» RECORDS FOR PROCESSING
• • • •
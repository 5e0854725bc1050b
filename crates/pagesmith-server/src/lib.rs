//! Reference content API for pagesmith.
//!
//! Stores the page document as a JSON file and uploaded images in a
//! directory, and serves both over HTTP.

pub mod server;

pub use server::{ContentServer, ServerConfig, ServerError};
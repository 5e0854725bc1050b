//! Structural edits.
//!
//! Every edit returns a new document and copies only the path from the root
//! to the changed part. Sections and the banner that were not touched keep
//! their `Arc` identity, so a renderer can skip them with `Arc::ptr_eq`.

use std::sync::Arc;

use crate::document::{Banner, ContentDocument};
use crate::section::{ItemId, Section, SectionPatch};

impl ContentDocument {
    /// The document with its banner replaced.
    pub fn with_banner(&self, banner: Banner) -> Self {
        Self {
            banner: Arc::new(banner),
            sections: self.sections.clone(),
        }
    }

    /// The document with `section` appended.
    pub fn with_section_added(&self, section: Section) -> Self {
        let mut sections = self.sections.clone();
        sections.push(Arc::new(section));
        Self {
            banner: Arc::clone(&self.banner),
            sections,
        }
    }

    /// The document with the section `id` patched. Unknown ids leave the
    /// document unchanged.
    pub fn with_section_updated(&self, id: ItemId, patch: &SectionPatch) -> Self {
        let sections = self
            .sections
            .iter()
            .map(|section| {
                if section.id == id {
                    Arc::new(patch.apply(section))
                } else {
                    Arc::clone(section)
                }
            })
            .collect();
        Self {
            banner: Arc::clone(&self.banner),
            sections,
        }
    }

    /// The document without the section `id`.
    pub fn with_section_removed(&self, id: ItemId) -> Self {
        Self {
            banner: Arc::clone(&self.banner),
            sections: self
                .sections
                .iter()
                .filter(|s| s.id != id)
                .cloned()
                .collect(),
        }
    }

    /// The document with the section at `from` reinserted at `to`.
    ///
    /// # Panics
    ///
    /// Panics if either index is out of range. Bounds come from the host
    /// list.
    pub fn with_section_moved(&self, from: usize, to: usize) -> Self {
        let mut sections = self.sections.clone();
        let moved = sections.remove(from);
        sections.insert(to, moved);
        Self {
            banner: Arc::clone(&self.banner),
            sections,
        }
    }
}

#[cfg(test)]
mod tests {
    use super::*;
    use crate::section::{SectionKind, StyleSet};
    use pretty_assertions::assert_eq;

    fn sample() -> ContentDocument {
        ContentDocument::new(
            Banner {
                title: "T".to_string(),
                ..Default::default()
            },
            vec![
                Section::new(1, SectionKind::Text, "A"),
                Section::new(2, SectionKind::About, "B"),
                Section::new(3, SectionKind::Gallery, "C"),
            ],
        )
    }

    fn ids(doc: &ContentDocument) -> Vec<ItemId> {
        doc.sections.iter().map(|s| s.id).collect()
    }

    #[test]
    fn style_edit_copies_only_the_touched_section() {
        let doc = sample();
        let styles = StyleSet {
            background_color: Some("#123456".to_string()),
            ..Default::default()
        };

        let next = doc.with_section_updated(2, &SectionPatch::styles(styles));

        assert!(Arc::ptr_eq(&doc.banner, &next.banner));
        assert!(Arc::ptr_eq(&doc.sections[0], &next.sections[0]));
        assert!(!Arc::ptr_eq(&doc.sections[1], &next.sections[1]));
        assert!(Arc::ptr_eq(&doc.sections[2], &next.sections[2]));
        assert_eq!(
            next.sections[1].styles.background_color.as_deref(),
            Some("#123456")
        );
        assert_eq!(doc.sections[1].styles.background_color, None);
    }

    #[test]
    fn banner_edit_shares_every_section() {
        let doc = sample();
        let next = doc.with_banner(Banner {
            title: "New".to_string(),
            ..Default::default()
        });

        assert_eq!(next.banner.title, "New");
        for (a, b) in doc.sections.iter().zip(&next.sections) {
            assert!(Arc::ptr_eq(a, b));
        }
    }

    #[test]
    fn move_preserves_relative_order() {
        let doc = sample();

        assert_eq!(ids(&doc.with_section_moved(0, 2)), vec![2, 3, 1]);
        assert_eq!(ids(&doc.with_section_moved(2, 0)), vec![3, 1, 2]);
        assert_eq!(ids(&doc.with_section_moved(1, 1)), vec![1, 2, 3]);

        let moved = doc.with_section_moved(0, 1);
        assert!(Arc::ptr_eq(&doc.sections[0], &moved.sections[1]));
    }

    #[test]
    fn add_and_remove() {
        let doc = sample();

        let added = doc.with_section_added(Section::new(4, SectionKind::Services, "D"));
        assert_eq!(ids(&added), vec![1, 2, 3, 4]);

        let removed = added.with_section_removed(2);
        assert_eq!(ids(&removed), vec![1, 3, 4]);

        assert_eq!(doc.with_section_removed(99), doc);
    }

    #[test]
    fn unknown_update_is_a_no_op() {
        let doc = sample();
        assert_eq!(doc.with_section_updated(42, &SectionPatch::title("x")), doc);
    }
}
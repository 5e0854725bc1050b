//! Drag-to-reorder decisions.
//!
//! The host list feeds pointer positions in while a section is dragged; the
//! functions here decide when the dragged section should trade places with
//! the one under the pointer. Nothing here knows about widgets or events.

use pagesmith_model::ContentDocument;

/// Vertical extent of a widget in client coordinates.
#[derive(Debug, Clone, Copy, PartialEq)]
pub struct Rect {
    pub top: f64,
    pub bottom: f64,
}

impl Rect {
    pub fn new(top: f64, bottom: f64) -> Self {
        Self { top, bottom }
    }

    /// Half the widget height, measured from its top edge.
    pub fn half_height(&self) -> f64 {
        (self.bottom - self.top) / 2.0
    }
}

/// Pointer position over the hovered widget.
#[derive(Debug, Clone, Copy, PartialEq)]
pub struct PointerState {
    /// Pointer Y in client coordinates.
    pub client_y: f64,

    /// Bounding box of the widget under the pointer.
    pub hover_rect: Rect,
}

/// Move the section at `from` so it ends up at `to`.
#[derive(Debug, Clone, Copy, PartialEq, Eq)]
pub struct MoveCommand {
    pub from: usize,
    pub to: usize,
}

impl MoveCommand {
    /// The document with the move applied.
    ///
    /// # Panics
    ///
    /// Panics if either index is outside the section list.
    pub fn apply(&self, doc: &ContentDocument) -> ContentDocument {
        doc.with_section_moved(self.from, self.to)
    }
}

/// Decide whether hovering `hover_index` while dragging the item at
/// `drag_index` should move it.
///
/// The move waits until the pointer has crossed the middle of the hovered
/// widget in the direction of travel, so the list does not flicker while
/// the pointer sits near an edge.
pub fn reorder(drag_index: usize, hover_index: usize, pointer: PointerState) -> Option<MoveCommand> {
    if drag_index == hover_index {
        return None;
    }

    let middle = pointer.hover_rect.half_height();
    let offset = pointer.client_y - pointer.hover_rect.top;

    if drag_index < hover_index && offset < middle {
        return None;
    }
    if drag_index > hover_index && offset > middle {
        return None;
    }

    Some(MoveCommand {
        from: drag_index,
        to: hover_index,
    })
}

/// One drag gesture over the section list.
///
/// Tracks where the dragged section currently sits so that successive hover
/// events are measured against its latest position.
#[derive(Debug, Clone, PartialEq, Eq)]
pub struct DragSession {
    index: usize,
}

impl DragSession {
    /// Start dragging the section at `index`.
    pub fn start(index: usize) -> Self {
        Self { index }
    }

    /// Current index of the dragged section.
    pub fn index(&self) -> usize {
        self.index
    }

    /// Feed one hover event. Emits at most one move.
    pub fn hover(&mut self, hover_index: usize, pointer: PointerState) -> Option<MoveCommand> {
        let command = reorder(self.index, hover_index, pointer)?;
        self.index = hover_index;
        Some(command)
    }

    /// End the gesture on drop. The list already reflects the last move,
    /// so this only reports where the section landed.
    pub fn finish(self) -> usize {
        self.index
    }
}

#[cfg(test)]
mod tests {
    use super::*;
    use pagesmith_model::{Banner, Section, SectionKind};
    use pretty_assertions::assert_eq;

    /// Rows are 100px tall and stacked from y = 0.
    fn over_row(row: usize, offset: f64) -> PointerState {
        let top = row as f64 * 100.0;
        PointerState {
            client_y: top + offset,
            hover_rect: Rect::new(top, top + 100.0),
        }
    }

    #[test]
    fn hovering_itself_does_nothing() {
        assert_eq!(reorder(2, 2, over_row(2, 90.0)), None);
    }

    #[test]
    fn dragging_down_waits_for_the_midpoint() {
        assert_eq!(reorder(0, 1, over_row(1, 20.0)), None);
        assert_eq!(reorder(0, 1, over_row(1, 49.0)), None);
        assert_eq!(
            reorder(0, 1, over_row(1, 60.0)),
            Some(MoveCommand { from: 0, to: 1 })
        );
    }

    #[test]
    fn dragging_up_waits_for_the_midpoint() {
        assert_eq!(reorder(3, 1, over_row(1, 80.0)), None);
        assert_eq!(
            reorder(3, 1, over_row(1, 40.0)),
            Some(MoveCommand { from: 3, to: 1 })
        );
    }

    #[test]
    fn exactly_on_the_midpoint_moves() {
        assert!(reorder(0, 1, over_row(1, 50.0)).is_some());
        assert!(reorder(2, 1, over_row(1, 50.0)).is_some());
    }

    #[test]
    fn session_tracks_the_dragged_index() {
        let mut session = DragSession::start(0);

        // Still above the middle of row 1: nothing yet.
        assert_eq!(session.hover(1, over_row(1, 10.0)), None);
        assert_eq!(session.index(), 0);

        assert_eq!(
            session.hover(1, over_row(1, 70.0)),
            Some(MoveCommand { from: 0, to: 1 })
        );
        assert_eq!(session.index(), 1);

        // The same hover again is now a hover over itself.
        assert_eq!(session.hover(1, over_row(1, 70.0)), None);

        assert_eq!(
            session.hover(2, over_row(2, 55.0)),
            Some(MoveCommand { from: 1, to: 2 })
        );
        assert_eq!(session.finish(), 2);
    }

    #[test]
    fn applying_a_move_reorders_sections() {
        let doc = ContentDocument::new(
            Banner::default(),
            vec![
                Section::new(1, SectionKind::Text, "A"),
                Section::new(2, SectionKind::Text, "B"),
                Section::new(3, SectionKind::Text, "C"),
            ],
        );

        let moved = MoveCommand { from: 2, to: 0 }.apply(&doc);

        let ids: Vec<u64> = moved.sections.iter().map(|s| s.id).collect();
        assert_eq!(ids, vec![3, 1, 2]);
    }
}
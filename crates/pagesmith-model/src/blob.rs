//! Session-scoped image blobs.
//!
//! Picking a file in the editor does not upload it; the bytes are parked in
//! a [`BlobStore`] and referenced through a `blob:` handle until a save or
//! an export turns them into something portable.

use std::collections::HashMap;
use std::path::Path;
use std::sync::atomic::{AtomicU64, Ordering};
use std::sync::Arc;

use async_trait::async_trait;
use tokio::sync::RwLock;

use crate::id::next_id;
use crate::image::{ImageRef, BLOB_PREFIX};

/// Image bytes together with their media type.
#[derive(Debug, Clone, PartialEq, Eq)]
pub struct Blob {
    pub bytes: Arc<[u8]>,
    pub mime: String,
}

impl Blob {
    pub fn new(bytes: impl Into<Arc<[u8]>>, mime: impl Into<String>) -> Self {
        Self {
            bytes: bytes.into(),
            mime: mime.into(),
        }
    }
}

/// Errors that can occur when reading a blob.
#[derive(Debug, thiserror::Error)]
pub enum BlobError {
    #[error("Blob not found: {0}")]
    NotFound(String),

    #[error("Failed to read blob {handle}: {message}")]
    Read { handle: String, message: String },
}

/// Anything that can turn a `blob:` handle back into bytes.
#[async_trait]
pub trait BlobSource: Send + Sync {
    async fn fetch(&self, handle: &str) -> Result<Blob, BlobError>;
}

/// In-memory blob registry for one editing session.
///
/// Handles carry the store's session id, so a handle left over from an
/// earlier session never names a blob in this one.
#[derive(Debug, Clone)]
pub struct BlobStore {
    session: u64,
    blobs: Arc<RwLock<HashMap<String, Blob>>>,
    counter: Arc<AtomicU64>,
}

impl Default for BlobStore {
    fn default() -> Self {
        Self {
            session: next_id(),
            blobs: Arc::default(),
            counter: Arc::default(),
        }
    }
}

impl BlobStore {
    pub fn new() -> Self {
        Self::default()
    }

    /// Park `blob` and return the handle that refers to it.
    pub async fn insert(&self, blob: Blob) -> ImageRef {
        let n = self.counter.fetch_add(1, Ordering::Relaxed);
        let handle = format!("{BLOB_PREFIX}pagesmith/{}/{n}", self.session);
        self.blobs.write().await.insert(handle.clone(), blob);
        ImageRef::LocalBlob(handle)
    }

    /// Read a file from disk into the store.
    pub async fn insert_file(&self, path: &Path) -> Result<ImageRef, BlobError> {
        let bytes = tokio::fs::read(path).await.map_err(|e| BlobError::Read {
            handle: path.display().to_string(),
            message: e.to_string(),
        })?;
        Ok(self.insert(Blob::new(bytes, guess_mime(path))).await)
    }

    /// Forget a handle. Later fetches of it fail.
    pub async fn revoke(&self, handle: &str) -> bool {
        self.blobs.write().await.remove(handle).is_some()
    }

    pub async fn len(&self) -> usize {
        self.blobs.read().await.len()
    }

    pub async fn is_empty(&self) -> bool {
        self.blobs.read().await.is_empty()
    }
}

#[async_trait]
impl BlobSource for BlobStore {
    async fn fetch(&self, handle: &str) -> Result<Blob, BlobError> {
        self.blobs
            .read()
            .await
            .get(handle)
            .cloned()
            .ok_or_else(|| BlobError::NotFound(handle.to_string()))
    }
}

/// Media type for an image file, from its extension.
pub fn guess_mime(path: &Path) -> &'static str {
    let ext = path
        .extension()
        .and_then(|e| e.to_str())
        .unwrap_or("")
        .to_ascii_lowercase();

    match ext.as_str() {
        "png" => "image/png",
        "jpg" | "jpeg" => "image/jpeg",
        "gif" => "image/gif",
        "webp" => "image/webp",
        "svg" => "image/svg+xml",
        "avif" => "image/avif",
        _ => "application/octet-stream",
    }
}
• • • •
» YOUR OBJECTIVE
Above are some records; copy exactly the lines from the one with "for (a, b) in" through the one with "Y in client coordinates.", both included, and no others.

» WRITTEN REPLY
        for (a, b) in doc.sections.iter().zip(&next.sections) {
            assert!(Arc::ptr_eq(a, b));
        }
    }

    #[test]
    fn move_preserves_relative_order() {
        let doc = sample();

        assert_eq!(ids(&doc.with_section_moved(0, 2)), vec![2, 3, 1]);
        assert_eq!(ids(&doc.with_section_moved(2, 0)), vec![3, 1, 2]);
        assert_eq!(ids(&doc.with_section_moved(1, 1)), vec![1, 2, 3]);

        let moved = doc.with_section_moved(0, 1);
        assert!(Arc::ptr_eq(&doc.sections[0], &moved.sections[1]));
    }

    #[test]
    fn add_and_remove() {
        let doc = sample();

        let added = doc.with_section_added(Section::new(4, SectionKind::Services, "D"));
        assert_eq!(ids(&added), vec![1, 2, 3, 4]);

        let removed = added.with_section_removed(2);
        assert_eq!(ids(&removed), vec![1, 3, 4]);

        assert_eq!(doc.with_section_removed(99), doc);
    }

    #[test]
    fn unknown_update_is_a_no_op() {
        let doc = sample();
        assert_eq!(doc.with_section_updated(42, &SectionPatch::title("x")), doc);
    }
}
repository 5e0854725bc1050b
//! Drag-to-reorder decisions.
//!
//! The host list feeds pointer positions in while a section is dragged; the
//! functions here decide when the dragged section should trade places with
//! the one under the pointer. Nothing here knows about widgets or events.

use pagesmith_model::ContentDocument;

/// Vertical extent of a widget in client coordinates.
#[derive(Debug, Clone, Copy, PartialEq)]
pub struct Rect {
    pub top: f64,
    pub bottom: f64,
}

impl Rect {
    pub fn new(top: f64, bottom: f64) -> Self {
        Self { top, bottom }
    }

    /// Half the widget height, measured from its top edge.
    pub fn half_height(&self) -> f64 {
        (self.bottom - self.top) / 2.0
    }
}

/// Pointer position over the hovered widget.
#[derive(Debug, Clone, Copy, PartialEq)]
pub struct PointerState {
    /// Pointer Y in client coordinates.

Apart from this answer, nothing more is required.